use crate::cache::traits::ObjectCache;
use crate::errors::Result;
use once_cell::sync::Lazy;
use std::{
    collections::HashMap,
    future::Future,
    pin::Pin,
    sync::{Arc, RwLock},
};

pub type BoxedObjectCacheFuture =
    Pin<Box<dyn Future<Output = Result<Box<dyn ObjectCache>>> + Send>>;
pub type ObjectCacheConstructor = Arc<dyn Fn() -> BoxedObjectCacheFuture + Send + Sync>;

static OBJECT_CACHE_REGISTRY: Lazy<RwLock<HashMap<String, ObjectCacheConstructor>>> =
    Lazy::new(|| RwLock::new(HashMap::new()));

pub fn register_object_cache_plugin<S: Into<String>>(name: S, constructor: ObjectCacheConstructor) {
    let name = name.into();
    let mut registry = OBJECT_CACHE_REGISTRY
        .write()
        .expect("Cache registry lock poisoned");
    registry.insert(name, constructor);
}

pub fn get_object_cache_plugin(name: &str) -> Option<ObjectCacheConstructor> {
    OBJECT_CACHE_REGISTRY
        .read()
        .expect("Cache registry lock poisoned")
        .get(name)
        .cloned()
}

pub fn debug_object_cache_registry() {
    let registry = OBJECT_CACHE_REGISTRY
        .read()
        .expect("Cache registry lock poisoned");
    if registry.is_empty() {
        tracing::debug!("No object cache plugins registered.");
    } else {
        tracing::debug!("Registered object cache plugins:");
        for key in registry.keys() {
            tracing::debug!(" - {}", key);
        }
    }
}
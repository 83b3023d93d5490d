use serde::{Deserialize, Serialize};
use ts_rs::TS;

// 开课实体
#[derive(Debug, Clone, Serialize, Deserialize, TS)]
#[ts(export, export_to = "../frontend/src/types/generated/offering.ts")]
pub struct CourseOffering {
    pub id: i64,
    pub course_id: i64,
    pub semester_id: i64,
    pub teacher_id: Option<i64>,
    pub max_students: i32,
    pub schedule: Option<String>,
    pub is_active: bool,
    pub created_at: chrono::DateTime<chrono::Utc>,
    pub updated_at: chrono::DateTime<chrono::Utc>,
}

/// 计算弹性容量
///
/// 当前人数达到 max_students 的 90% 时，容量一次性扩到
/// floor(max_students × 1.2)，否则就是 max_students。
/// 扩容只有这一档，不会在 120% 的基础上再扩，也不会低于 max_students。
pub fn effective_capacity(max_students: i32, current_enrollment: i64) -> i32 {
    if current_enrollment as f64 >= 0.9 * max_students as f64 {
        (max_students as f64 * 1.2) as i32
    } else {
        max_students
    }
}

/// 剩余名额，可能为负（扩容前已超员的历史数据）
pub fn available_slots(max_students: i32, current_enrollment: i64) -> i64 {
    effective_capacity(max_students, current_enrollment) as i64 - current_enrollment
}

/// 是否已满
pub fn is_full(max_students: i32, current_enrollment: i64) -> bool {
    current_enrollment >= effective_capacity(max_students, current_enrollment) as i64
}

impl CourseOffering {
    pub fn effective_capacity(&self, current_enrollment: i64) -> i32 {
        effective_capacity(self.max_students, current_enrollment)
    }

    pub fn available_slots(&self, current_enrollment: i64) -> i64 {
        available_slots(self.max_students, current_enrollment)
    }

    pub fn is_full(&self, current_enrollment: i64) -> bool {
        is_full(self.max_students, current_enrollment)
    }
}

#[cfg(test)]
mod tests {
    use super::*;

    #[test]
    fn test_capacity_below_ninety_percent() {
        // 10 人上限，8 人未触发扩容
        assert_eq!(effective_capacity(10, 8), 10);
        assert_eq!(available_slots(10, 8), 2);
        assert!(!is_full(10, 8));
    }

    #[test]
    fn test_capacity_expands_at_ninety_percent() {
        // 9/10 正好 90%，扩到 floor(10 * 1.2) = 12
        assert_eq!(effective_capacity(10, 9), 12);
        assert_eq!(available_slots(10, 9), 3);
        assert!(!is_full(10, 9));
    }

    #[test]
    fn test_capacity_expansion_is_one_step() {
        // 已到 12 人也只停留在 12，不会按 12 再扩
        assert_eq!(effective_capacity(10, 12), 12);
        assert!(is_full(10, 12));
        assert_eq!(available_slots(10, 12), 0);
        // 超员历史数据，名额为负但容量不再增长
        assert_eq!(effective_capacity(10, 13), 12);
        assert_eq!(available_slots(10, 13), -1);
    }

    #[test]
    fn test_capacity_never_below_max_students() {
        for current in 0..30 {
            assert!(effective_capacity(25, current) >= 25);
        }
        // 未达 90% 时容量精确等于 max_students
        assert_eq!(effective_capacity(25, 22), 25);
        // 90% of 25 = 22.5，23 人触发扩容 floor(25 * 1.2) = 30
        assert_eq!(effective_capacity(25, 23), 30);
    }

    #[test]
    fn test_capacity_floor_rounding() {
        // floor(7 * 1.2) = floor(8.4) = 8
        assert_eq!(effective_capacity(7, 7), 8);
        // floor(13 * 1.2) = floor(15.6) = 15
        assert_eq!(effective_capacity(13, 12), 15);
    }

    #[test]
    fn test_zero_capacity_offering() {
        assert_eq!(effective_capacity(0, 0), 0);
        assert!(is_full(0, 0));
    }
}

------

How to complete this task: Quote exactly and only the lines from the one holding "floor(10 * 1.2) = 12" through the end of the data.

Reply:
        // 9/10 正好 90%，扩到 floor(10 * 1.2) = 12
        assert_eq!(effective_capacity(10, 9), 12);
        assert_eq!(available_slots(10, 9), 3);
        assert!(!is_full(10, 9));
    }

    #[test]
    fn test_capacity_expansion_is_one_step() {
        // 已到 12 人也只停留在 12，不会按 12 再扩
        assert_eq!(effective_capacity(10, 12), 12);
        assert!(is_full(10, 12));
        assert_eq!(available_slots(10, 12), 0);
        // 超员历史数据，名额为负但容量不再增长
        assert_eq!(effective_capacity(10, 13), 12);
        assert_eq!(available_slots(10, 13), -1);
    }

    #[test]
    fn test_capacity_never_below_max_students() {
        for current in 0..30 {
            assert!(effective_capacity(25, current) >= 25);
        }
        // 未达 90% 时容量精确等于 max_students
        assert_eq!(effective_capacity(25, 22), 25);
        // 90% of 25 = 22.5，23 人触发扩容 floor(25 * 1.2) = 30
        assert_eq!(effective_capacity(25, 23), 30);
    }

    #[test]
    fn test_capacity_floor_rounding() {
        // floor(7 * 1.2) = floor(8.4) = 8
        assert_eq!(effective_capacity(7, 7), 8);
        // floor(13 * 1.2) = floor(15.6) = 15
        assert_eq!(effective_capacity(13, 12), 15);
    }

    #[test]
    fn test_zero_capacity_offering() {
        assert_eq!(effective_capacity(0, 0), 0);
        assert!(is_full(0, 0));
    }
}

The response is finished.